エスティローダー カンパニーズ(Estée Lauder Companies)傘下のクリニーク(Clinique)は、レガシービューティーブランドとして関連性を持ち続けるためには時代の変化に対応しなければならないことを理解している。そこで、クリニークはコー・ラボ(Co-Lab)というプログラムを立ち上げた。このプログラムには、一連の顧客と直接関わり、彼らの最新の価値観と視点を理解する目的がある。

消費者51人が関与したコー・ラボプログラム

クリニークは2020年10月、51人の消費者を有償で募り、コー・ラボプログラムを開始した。参加者は4つのグループに分けられて3カ月間複数の調査と仮想ディスカッションに参加した。

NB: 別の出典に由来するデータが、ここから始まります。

// src/fetch/mod.rs

use anyhow::{Context, Result};
use reqwest::blocking::Client;
use reqwest::StatusCode;
use tracing::warn;

/// Wikipedia page listing well-known port assignments.
pub const PORTS_URL: &str = "https://en.wikipedia.org/wiki/List_of_TCP_and_UDP_port_numbers";

/// GET `url` and return the body on HTTP 200.
///
/// Any other status yields `None` with a logged diagnostic; only
/// transport-level failures surface as errors.
pub fn fetch_page(client: &Client, url: &str) -> Result<Option<String>> {
    let resp = client
        .get(url)
        .send()
        .with_context(|| format!("GET {}", url))?;

    if resp.status() != StatusCode::OK {
        warn!(%url, status = %resp.status(), "failed to retrieve page");
        return Ok(None);
    }

    let body = resp
        .text()
        .with_context(|| format!("reading body from {}", url))?;
    Ok(Some(body))
}

#[cfg(test)]
mod tests {
    use super::*;
    use std::io::{Read, Write};
    use std::net::TcpListener;
    use std::thread;

    /// Serve one canned HTTP response on a throwaway localhost port.
    fn serve_once(status_line: &'static str, body: &'static str) -> String {
        let listener = TcpListener::bind("127.0.0.1:0").unwrap();
        let addr = listener.local_addr().unwrap();
        thread::spawn(move || {
            let (mut stream, _) = listener.accept().unwrap();
            let mut request = Vec::new();
            let mut chunk = [0u8; 1024];
            loop {
                let n = stream.read(&mut chunk).unwrap();
                request.extend_from_slice(&chunk[..n]);
                if n == 0 || request.windows(4).any(|w| w == b"\r\n\r\n") {
                    break;
                }
            }
            let resp = format!(
                "HTTP/1.1 {}\r\nContent-Length: {}\r\nConnection: close\r\n\r\n{}",
                status_line,
                body.len(),
                body
            );
            stream.write_all(resp.as_bytes()).unwrap();
        });
        format!("http://{}", addr)
    }

    #[test]
    fn returns_body_on_200() {
        let url = serve_once("200 OK", "<html>hello</html>");
        let client = Client::new();
        let body = fetch_page(&client, &url).unwrap();
        assert_eq!(body.as_deref(), Some("<html>hello</html>"));
    }

    #[test]
    fn non_success_status_yields_none() {
        let url = serve_once("404 Not Found", "missing");
        let client = Client::new();
        assert!(fetch_page(&client, &url).unwrap().is_none());
    }
}
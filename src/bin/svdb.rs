// src/bin/svdb.rs

use anyhow::Result;
use clap::{CommandFactory, Parser};
use std::path::Path;
use svdb_scrape::db::{self, Service};
use svdb_scrape::query;
use tracing_subscriber::{fmt, EnvFilter};

/// svdb, the service database.
#[derive(Parser, Debug)]
#[command(name = "svdb", about = "svdb, the service database.")]
struct Cli {
    /// Query by port number(s) (comma separated list of ports)
    #[arg(short = 'p', value_name = "PORTS")]
    port: Option<String>,

    /// Query the service database by regular expression pattern matching
    #[arg(short = 'X', value_name = "PATTERN")]
    pattern: Option<String>,

    /// Output in JSON format
    #[arg(short = 'j')]
    json: bool,

    /// Reduce output to the given fields (port, description, tcp, udp, status)
    #[arg(long, value_name = "FIELDS", value_delimiter = ',')]
    select: Vec<String>,
}

fn main() -> Result<()> {
    let env = EnvFilter::try_from_default_env().unwrap_or_else(|_| EnvFilter::new("warn"));
    fmt::Subscriber::builder().with_env_filter(env).init();

    let cli = Cli::parse();

    let database = db::load_or_seed(&db::default_path()?, Path::new(db::SEED_FILE))?;

    let matched = match (&cli.port, &cli.pattern) {
        (Some(ports), _) => query::by_port(&database, ports),
        (None, Some(pattern)) => query::by_match(&database, pattern)?,
        (None, None) => {
            Cli::command().print_help()?;
            return Ok(());
        }
    };

    if !cli.select.is_empty() {
        print_selected(&matched, &cli.select, cli.json)?;
        return Ok(());
    }

    if cli.json {
        println!("{}", serde_json::to_string_pretty(&matched)?);
    } else {
        print_plain(&matched);
    }
    Ok(())
}

fn print_plain(services: &[Service]) {
    for s in services {
        print_key_val("port", &s.port);
        print_key_val("description", &s.description);
        print_key_val("protocol", s.protocol());
        print_key_val("status", &s.status);
        println!();
    }
}

/// Key column padded so the colons line up; empty values are skipped.
fn print_key_val(key: &str, val: &str) {
    if val.is_empty() {
        return;
    }
    println!("{:<15}: {}", key, val);
}

fn print_selected(services: &[Service], fields: &[String], json: bool) -> Result<()> {
    if json {
        let selected = query::select_fields(services, fields);
        println!("{}", serde_json::to_string_pretty(&selected)?);
        return Ok(());
    }

    // A single selected field prints as bare values, one per line.
    if let [field] = fields {
        for s in services {
            println!("{}", query::field_value(s, field));
        }
        return Ok(());
    }

    print_plain(&query::select_fields(services, fields));
    Ok(())
}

2022年2月、黒人歴史月間に合わせてコー・ラボの結果が発表された。これには参加した51人の女性の写真や彼らが制作したビデオ日記、クリニークのキャンペーンにおいてコー・ラボのフィードバックを使う計画などが含まれていた。コー・ラボの設立や影響の詳細について今になって発表されたのは、同社がこのプログラムについて共有できる結果が出るまで公に宣伝するのを控えていたからである。

「振り返ってみると、2020年の出来事はどれも文化的な観点から起こっていた。当社には大規模なコミットメントがたくさんあったが、寄付以上のことをしたいと思った」と述べているのは、クリニーク北米のマーケティング担当副社長、サミーア・アガルワル氏だ。「もっとも大規模で歴史あるビューティブランドの1社として、模範を示しながらも謙虚にリードしていきたいと思った」。

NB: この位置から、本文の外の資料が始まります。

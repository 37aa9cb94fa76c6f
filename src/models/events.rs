//! Care event types for audit and observability.

use super::{CaseOutcome, Channel, Domain, Recipient, Tier, Urgency};
use crate::current_timestamp;
use chrono::{DateTime, Utc};
use uuid::Uuid;

/// Shared event metadata required for observability.
#[derive(Debug, Clone)]
pub struct EventMeta {
    /// Unique identifier for this event.
    pub event_id: String,
    /// Optional correlation identifier (request or case id).
    pub correlation_id: Option<String>,
    /// Event source component.
    pub source: &'static str,
    /// Timestamp (Unix epoch seconds).
    pub timestamp: u64,
}

impl EventMeta {
    /// Creates new event metadata using the current timestamp.
    #[must_use]
    pub fn new(source: &'static str, correlation_id: Option<String>) -> Self {
        Self::with_timestamp(source, correlation_id, current_timestamp())
    }

    /// Creates new event metadata with a specified timestamp.
    #[must_use]
    pub fn with_timestamp(
        source: &'static str,
        correlation_id: Option<String>,
        timestamp: u64,
    ) -> Self {
        Self {
            event_id: Uuid::new_v4().to_string(),
            correlation_id,
            source,
            timestamp,
        }
    }
}

/// Events emitted by the router, the scheduler and the communication capability.
#[derive(Debug, Clone)]
pub enum CareEvent {
    /// A request was classified (or found unclassifiable).
    RequestClassified {
        /// Event metadata.
        meta: EventMeta,
        /// Request id.
        request_id: String,
        /// Resulting domain, `None` when unhandled.
        domain: Option<Domain>,
    },
    /// An escalation case was opened.
    CaseRegistered {
        /// Event metadata.
        meta: EventMeta,
        /// Case id.
        case_id: String,
        /// Subject.
        subject: String,
        /// Due time.
        due_at: DateTime<Utc>,
    },
    /// A case moved to the next tier.
    TierAdvanced {
        /// Event metadata.
        meta: EventMeta,
        /// Case id.
        case_id: String,
        /// Subject.
        subject: String,
        /// Previous tier.
        from: Tier,
        /// New tier.
        to: Tier,
    },
    /// A case left the open table (resolved or superseded).
    CaseClosed {
        /// Event metadata.
        meta: EventMeta,
        /// Case id.
        case_id: String,
        /// Subject.
        subject: String,
        /// Tier the case was at when it closed.
        at_tier: Tier,
        /// Why it closed.
        outcome: CaseOutcome,
    },
    /// A notification was dispatched to its channels.
    NotificationDispatched {
        /// Event metadata.
        meta: EventMeta,
        /// Notification id.
        notification_id: String,
        /// Recipient.
        recipient: Recipient,
        /// Urgency.
        urgency: Urgency,
        /// Channels that delivered.
        delivered: Vec<Channel>,
        /// Channels that were unavailable.
        unavailable: Vec<Channel>,
    },
}

impl CareEvent {
    /// Returns the event type name.
    #[must_use]
    pub const fn event_type(&self) -> &'static str {
        match self {
            Self::RequestClassified { .. } => "request.classified",
            Self::CaseRegistered { .. } => "case.registered",
            Self::TierAdvanced { .. } => "case.tier_advanced",
            Self::CaseClosed { .. } => "case.closed",
            Self::NotificationDispatched { .. } => "notification.dispatched",
        }
    }

    /// Returns the event metadata.
    #[must_use]
    pub const fn meta(&self) -> &EventMeta {
        match self {
            Self::RequestClassified { meta, .. }
            | Self::CaseRegistered { meta, .. }
            | Self::TierAdvanced { meta, .. }
            | Self::CaseClosed { meta, .. }
            | Self::NotificationDispatched { meta, .. } => meta,
        }
    }

    /// Returns the timestamp of the event.
    #[must_use]
    pub const fn timestamp(&self) -> u64 {
        self.meta().timestamp
    }
}

#[cfg(test)]
mod tests {
    use super::*;

    #[test]
    fn test_event_type_and_meta() {
        let event = CareEvent::TierAdvanced {
            meta: EventMeta::with_timestamp("scheduler", Some("case-1".to_string()), 42),
            case_id: "case-1".to_string(),
            subject: "aspirin".to_string(),
            from: Tier::Reminded,
            to: Tier::FollowedUp,
        };
        assert_eq!(event.event_type(), "case.tier_advanced");
        assert_eq!(event.timestamp(), 42);
        assert_eq!(event.meta().source, "scheduler");
        assert_eq!(event.meta().correlation_id.as_deref(), Some("case-1"));
    }
}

アガルワル氏によると、クリニークは女性たちと1対1でつながり、美容やビューティ業界、クリニークについてどう感じているかを知ろうと試みた。得た情報を利用してクリニークの将来の方向性を示したいと考えたのだった。参加者は、クリニークが2019年に別の消費者調査イニシアチブで協働したメディアエージェンシーのB&Aによって集められた。クリニークはまた、同社が所有するソーシャルチャネルを通じてコー・ラボの取り組みを宣伝し、閲覧者をランディングページサイトに誘導して参加登録を促した。同社は、アガルワル氏がいうところの「アメリカの一面」を代表するあらゆる年齢層からの民族的、人種的に多様な消費者のグループを求めていた。

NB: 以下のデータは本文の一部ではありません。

//! The assembled assistant.

use crate::capabilities::{
    Capability, CapabilityName, CommunicationHandler, ComplianceProbe, EmergencyHandler,
    MedicationHandler,
};
use crate::config::CarewatchConfig;
use crate::delivery::ChannelCatalog;
use crate::escalation::EscalationScheduler;
use crate::models::{ArchivedCase, CareEvent, EscalationCase, Request};
use crate::observability::EventBus;
use crate::router::{DispatchOutcome, Router};
use crate::tools::{ToolProvider, ToolRegistry};
use crate::Result;
use std::sync::Arc;
use tokio::sync::broadcast;

/// Router, handlers and escalation scheduler wired over one tool provider.
///
/// The scheduler exists only while the medication capability is enabled, since
/// medication is the only source of compliance obligations.
#[derive(Debug)]
pub struct CareAssistant {
    router: Router,
    scheduler: Option<EscalationScheduler>,
    events: EventBus,
}

impl CareAssistant {
    /// Validates the configuration and wires the assistant.
    ///
    /// # Errors
    ///
    /// Returns [`crate::Error::Configuration`] if the configuration is invalid or
    /// a handler cannot bind its tools.
    pub fn new(config: &CarewatchConfig, provider: Arc<dyn ToolProvider>) -> Result<Self> {
        config.validate()?;

        let events = EventBus::default();
        let registry = ToolRegistry::new(provider, config.tools.clone());
        let catalog = ChannelCatalog::with_max_lengths(&config.channel_max_lengths);
        let comms = Arc::new(CommunicationHandler::new(&registry, catalog, events.clone())?);

        let mut router = Router::new(events.clone());
        let mut scheduler = None;

        if config.is_enabled(CapabilityName::Medication) {
            let medication = Arc::new(MedicationHandler::new(&registry, config.medication)?);
            let escalation = EscalationScheduler::new(
                config.escalation,
                Arc::clone(&medication) as Arc<dyn ComplianceProbe>,
                Arc::clone(&comms),
                events.clone(),
            )?;
            router = router.with_scheduler(escalation.clone());
            router.register(medication);
            scheduler = Some(escalation);
        }
        if config.is_enabled(CapabilityName::Emergency) {
            router.register(Arc::new(EmergencyHandler::new(&registry, Arc::clone(&comms))?));
        }
        if config.is_enabled(CapabilityName::Communication) {
            router.register(comms as Arc<dyn Capability>);
        }

        tracing::info!(
            capabilities = ?router.capabilities(),
            escalation = scheduler.is_some(),
            "Care assistant ready"
        );
        Ok(Self {
            router,
            scheduler,
            events,
        })
    }

    /// Routes one request. Escalation timers it starts keep running in the background.
    ///
    /// # Errors
    ///
    /// Returns [`crate::Error::InvalidInput`] for empty text, or a configuration error.
    pub async fn submit(&self, request: &Request) -> Result<DispatchOutcome> {
        self.router.dispatch(request).await
    }

    /// Resolves the open case for `subject`, e.g. after a manual check.
    #[must_use]
    pub fn confirm(&self, subject: &str) -> Option<EscalationCase> {
        self.scheduler
            .as_ref()
            .and_then(|scheduler| scheduler.confirm(subject))
    }

    /// Open escalation cases ordered by due time.
    #[must_use]
    pub fn open_cases(&self) -> Vec<EscalationCase> {
        self.scheduler
            .as_ref()
            .map(EscalationScheduler::open_cases)
            .unwrap_or_default()
    }

    /// Recently closed cases, most recent first.
    #[must_use]
    pub fn history(&self) -> Vec<ArchivedCase> {
        self.scheduler
            .as_ref()
            .map(EscalationScheduler::archived_cases)
            .unwrap_or_default()
    }

    /// The enabled capabilities.
    #[must_use]
    pub fn capabilities(&self) -> Vec<CapabilityName> {
        self.router.capabilities()
    }

    /// The assistant's event bus.
    #[must_use]
    pub const fn events(&self) -> &EventBus {
        &self.events
    }

    /// Subscribes to every care event.
    #[must_use]
    pub fn subscribe(&self) -> broadcast::Receiver<CareEvent> {
        self.events.subscribe()
    }

    /// Whether any escalation timer is still pending.
    #[must_use]
    pub fn has_pending(&self) -> bool {
        self.scheduler
            .as_ref()
            .is_some_and(EscalationScheduler::has_pending)
    }

    /// Waits until every escalation case has stopped moving.
    pub async fn settled(&self) {
        if let Some(scheduler) = &self.scheduler {
            scheduler.settled().await;
        }
    }

    /// Cancels pending escalation timers.
    pub fn shutdown(&self) {
        if let Some(scheduler) = &self.scheduler {
            scheduler.shutdown();
        }
    }
}

#[cfg(test)]
mod tests {
    use super::*;
    use crate::models::Tier;
    use crate::router::{DispatchStatus, UnhandledReason};
    use crate::tools::FixtureToolProvider;

    fn assistant(config: &CarewatchConfig) -> (CareAssistant, Arc<FixtureToolProvider>) {
        let provider = Arc::new(FixtureToolProvider::demo());
        let assistant = CareAssistant::new(config, provider.clone()).unwrap();
        (assistant, provider)
    }

    #[tokio::test]
    async fn test_all_capabilities_wired() {
        let (assistant, _) = assistant(&CarewatchConfig::default());
        assert_eq!(assistant.capabilities(), CapabilityName::ALL.to_vec());
        assert!(assistant.open_cases().is_empty());
        assert!(!assistant.has_pending());
    }

    #[tokio::test]
    async fn test_disabled_capability_is_not_routed() {
        let mut config = CarewatchConfig::default();
        config.enabled_capabilities.remove(&CapabilityName::Emergency);
        let (assistant, provider) = assistant(&config);

        let outcome = assistant.submit(&Request::new("I smell gas")).await.unwrap();

        assert_eq!(
            outcome.status,
            DispatchStatus::Unhandled(UnhandledReason::NoHandler(crate::models::Domain::Emergency))
        );
        assert!(provider.sent().is_empty());
    }

    #[tokio::test]
    async fn test_invalid_config_rejected() {
        let mut config = CarewatchConfig::default();
        config.tools.default_timeout = None;
        let provider = Arc::new(FixtureToolProvider::demo());
        assert!(CareAssistant::new(&config, provider).is_err());
    }

    #[tokio::test(start_paused = true)]
    async fn test_named_medication_opens_case_and_confirm_closes_it() {
        let (assistant, _) = assistant(&CarewatchConfig::default());

        let outcome = assistant
            .submit(&Request::new("Did I take my aspirin?"))
            .await
            .unwrap();
        assert!(matches!(outcome.status, DispatchStatus::Escalating { .. }));

        let open = assistant.open_cases();
        assert_eq!(open.len(), 1);
        assert_eq!(open[0].subject, "aspirin 650");
        assert_eq!(open[0].tier, Tier::Scheduled);

        let resolved = assistant.confirm("Aspirin 650").unwrap();
        assert!(resolved.resolved);
        assert!(assistant.open_cases().is_empty());
        assert_eq!(assistant.history().len(), 1);
        assistant.settled().await;
    }
}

4時間におよぶ仮想セッションが何度か行われ、その中にはB&Aの担当者がモデレートしたもの、自主制作ビデオ日記についてのもの、アガルワル氏はじめクリニークの重役らが出席したグループディスカッションなどがあった。アガルワル氏によると、クリニークはコー・ラボを内省的な機会と捉えていたため、重役らは双方向に対話するのではなく聞き手として参加した。個人個人の参加者にとって美が何を意味するかを中心に議論がなされ、またビューティ業界が期待を満たしていない点やクリニークに求められていることなどについても語られた。

インクルーシビティを推進する必要性

アガルワル氏によると、浮かび上がったテーマで重要なものには、業界とクリニークの双方が肌の色や人種を超えて表現の範囲を拡大すべきだというテーマがあった。これには、マーケティング素材にさまざまな年齢の人々、妊婦、障害のある人々、特別なニーズを必要とする人たちを起用することがある。この会話と調査結果はその後の同社の広告とマーケティングに活用され、インスタグラムをはじめほかのソーシャルメディアチャネルはよりインクルーシブになってきている。たとえば、2021年8月、クリニークは特別なニーズを持つ一女性を起用したアルタビューティ・アット・ターゲット(Ulta Beauty-at-Target)キャンペーンを実施した。クリニークはクリエイティブコンセプトと製品開発全体でコー・ラボから得た洞察の利用方法について引き続き検討しているとアガルワル氏は述べている。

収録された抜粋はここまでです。